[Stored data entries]
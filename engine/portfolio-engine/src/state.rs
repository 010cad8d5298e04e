use slate_model::{Lineup, PlayerId};
use std::collections::HashMap;

/// Accumulated portfolio state for one run: the ordered accepted lineups
/// and per-player exposure counters.
///
/// `accept` is the only place exposure state is mutated, and it is
/// append-only within a run. State is never shared across runs.
#[derive(Debug, Default)]
pub struct PortfolioState {
    lineups: Vec<Lineup>,
    exposure: HashMap<PlayerId, u32>,
}

impl PortfolioState {
    pub fn new() -> Self {
        Self::default()
    }

    /// Append an accepted lineup and bump its players' exposure counters.
    pub fn accept(&mut self, lineup: Lineup) {
        for id in lineup.player_ids() {
            *self.exposure.entry(id.clone()).or_insert(0) += 1;
        }
        self.lineups.push(lineup);
    }

    #[inline]
    pub fn lineups(&self) -> &[Lineup] {
        &self.lineups
    }

    #[inline]
    pub fn len(&self) -> usize {
        self.lineups.len()
    }

    #[inline]
    pub fn is_empty(&self) -> bool {
        self.lineups.is_empty()
    }

    /// Number of accepted lineups the player appears in so far.
    pub fn appearances(&self, id: &PlayerId) -> u32 {
        self.exposure.get(id).copied().unwrap_or(0)
    }

    pub fn into_lineups(self) -> Vec<Lineup> {
        self.lineups
    }
}
//! Translates configuration plus accumulated portfolio state into the
//! complete constraint set for one solve.

use crate::{stacking, PortfolioState, Relaxation};
use lineup_solver::{ConstraintClass, ConstraintSet, InfeasibleSolveError, UniquenessRow};
use slate_model::{PlayerPool, RunConfig};
use tracing::debug;

pub struct ConstraintBuilder<'a> {
    config: &'a RunConfig,
}

impl<'a> ConstraintBuilder<'a> {
    pub fn new(config: &'a RunConfig) -> Self {
        Self { config }
    }

    /// Build the constraint set for the next solve. The builder never drops
    /// a constraint on its own: a lock colliding with the exposure cap is a
    /// distinct infeasibility signal for the controller to act on, not
    /// something to silently resolve here.
    pub fn build(
        &self,
        pool: &PlayerPool,
        state: &PortfolioState,
        relaxation: &Relaxation,
    ) -> Result<ConstraintSet, InfeasibleSolveError> {
        let mut cs = ConstraintSet::new(
            self.config.salary_cap,
            self.config.max_players_per_team as usize,
        );
        cs.min_salary = self.config.min_salary();
        cs.qb_stack = self.config.qb_stack;
        if !relaxation.game_stack_disabled {
            cs.game_stack = stacking::game_stack_rule(self.config, pool);
        }

        for p in pool.iter() {
            if p.locked {
                cs.locked.insert(p.id.clone());
            }
            if p.excluded {
                cs.excluded.insert(p.id.clone());
            }
        }

        // Exposure: once a player's appearance count reaches the cap it is
        // force-excluded from every remaining solve in the run.
        let max_appearances = self.config.max_appearances() + relaxation.exposure_slack;
        for p in pool.iter() {
            if state.appearances(&p.id) >= max_appearances {
                if cs.locked.contains(&p.id) {
                    return Err(InfeasibleSolveError {
                        class: ConstraintClass::Exposure,
                        detail: format!(
                            "locked player {} has reached the exposure cap of {max_appearances}",
                            p.id
                        ),
                    });
                }
                cs.exposure_capped.insert(p.id.clone());
            }
        }

        // Uniqueness: one inequality per previously accepted lineup. A
        // relaxed bound at or past the slot count is vacuous and dropped.
        let max_shared = self.config.max_shared() + relaxation.uniqueness_slack;
        if max_shared < self.config.roster.slot_count() {
            for lineup in state.lineups() {
                cs.uniqueness.push(UniquenessRow {
                    players: lineup.player_ids().cloned().collect(),
                    max_shared,
                });
            }
        }

        debug!(
            exposure_capped = cs.exposure_capped.len(),
            uniqueness_rows = cs.uniqueness.len(),
            max_shared,
            max_appearances,
            "constraint set built"
        );
        Ok(cs)
    }
}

**What the task requires**
The line above containing "cs.game_stack = stacking::game_stack_rule(self.config, pool);", the line containing "if state.appearances(&p.id) >= max_appearances", and every line between them are to be transcribed exactly; no other line is wanted.

**Answer section**
            cs.game_stack = stacking::game_stack_rule(self.config, pool);
        }

        for p in pool.iter() {
            if p.locked {
                cs.locked.insert(p.id.clone());
            }
            if p.excluded {
                cs.excluded.insert(p.id.clone());
            }
        }

        // Exposure: once a player's appearance count reaches the cap it is
        // force-excluded from every remaining solve in the run.
        let max_appearances = self.config.max_appearances() + relaxation.exposure_slack;
        for p in pool.iter() {
            if state.appearances(&p.id) >= max_appearances {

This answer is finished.